▸ **WORK ORDER**: Pull each line containing "TextSpan" from the data.

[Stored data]

☆ ☆ ☆ ☆ ☆ ☆ ☆

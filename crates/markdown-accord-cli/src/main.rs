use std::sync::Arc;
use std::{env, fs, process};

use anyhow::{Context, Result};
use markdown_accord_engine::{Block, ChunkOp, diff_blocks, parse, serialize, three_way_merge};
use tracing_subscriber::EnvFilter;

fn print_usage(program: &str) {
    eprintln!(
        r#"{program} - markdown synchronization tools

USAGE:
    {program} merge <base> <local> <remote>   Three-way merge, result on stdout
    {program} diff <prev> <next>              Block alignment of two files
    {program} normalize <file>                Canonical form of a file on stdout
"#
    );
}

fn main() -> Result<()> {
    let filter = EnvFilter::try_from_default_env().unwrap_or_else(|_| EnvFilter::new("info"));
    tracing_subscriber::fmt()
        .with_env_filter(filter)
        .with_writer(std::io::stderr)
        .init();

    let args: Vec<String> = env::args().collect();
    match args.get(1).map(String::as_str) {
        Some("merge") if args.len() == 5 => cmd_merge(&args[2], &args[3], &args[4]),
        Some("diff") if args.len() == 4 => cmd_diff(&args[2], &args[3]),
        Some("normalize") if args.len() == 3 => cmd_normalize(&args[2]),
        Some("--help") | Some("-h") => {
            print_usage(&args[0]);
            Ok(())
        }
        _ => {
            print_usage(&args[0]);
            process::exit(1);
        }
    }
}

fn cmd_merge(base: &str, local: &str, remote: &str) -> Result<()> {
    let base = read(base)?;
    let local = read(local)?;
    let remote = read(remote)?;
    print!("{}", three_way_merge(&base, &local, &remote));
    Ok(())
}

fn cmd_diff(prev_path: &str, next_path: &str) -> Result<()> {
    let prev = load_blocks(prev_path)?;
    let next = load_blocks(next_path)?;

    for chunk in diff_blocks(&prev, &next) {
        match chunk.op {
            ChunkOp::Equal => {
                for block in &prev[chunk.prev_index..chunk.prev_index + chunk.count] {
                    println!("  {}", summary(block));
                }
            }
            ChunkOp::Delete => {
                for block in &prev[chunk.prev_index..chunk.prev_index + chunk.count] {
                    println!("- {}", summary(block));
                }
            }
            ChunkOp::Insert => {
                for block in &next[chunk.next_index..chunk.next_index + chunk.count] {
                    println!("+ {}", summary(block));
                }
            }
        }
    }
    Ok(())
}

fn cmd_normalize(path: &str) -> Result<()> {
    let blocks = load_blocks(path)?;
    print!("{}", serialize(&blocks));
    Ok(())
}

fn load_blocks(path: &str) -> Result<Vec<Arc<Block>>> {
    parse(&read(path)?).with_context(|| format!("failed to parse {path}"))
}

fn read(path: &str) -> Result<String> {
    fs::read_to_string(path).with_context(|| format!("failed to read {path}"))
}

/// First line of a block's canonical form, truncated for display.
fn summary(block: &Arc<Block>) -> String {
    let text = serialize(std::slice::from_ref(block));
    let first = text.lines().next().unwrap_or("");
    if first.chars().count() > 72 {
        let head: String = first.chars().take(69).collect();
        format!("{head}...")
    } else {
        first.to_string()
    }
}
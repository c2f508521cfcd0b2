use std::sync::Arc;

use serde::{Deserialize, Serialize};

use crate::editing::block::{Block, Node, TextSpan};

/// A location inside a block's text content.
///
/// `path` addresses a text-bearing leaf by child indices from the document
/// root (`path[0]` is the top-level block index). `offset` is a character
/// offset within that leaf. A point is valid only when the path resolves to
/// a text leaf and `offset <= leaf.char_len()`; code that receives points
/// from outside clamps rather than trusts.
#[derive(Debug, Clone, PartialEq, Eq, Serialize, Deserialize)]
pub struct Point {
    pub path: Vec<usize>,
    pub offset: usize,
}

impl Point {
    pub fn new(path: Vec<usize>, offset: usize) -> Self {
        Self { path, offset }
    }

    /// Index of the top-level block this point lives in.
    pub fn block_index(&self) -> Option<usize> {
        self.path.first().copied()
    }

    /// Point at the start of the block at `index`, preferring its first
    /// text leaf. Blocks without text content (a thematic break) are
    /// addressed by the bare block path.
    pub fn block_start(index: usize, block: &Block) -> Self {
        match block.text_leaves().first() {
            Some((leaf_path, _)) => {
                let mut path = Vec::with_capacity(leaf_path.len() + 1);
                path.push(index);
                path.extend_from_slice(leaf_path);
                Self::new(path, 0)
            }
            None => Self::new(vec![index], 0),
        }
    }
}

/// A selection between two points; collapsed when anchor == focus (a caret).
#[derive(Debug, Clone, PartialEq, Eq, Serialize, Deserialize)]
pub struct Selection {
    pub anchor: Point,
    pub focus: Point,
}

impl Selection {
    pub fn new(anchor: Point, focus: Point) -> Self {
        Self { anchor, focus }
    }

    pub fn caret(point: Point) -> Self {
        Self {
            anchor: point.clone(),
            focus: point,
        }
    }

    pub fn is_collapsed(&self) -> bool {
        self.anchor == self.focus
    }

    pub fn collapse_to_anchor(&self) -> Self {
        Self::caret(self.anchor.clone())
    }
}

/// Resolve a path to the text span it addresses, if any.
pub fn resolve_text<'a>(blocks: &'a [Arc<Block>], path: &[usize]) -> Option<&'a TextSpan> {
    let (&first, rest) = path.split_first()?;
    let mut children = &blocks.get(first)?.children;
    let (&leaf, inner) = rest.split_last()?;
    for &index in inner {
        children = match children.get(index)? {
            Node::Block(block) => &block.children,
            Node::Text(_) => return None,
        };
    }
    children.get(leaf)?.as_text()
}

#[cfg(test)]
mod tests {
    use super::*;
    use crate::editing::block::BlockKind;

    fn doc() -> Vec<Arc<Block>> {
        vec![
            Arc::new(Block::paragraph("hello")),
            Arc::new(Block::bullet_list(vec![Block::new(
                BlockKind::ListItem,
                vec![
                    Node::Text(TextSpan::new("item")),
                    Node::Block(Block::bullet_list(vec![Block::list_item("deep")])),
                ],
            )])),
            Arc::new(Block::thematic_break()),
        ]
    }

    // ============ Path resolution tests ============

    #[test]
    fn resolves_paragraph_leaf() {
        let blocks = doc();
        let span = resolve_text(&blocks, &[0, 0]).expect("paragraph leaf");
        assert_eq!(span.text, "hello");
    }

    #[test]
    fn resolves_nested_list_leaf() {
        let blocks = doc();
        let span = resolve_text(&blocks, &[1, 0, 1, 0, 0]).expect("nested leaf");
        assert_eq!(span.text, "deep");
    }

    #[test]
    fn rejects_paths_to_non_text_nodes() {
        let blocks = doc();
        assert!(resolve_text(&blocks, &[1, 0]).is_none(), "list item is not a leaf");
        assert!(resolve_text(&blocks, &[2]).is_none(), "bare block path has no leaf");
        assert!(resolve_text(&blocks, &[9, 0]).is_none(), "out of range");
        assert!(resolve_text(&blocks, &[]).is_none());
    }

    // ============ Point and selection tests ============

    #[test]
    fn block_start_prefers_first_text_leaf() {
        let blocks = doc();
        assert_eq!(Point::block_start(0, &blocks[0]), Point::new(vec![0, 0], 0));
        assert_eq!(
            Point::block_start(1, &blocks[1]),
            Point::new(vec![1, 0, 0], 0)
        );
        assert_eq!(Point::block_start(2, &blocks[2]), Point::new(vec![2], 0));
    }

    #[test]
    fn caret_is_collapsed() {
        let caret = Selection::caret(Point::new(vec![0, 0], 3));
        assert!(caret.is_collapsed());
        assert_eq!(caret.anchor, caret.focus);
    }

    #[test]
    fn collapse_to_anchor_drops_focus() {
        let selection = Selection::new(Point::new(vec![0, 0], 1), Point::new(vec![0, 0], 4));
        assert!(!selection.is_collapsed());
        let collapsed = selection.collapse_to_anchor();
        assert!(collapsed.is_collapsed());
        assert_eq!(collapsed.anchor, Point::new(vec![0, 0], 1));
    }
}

☆ ☆ ☆ ☆ ☆ ☆ ☆

▸ **SOLVED EXERCISE**:
use crate::editing::block::{Block, Node, TextSpan};
pub fn resolve_text<'a>(blocks: &'a [Arc<Block>], path: &[usize]) -> Option<&'a TextSpan> {
                    Node::Text(TextSpan::new("item")),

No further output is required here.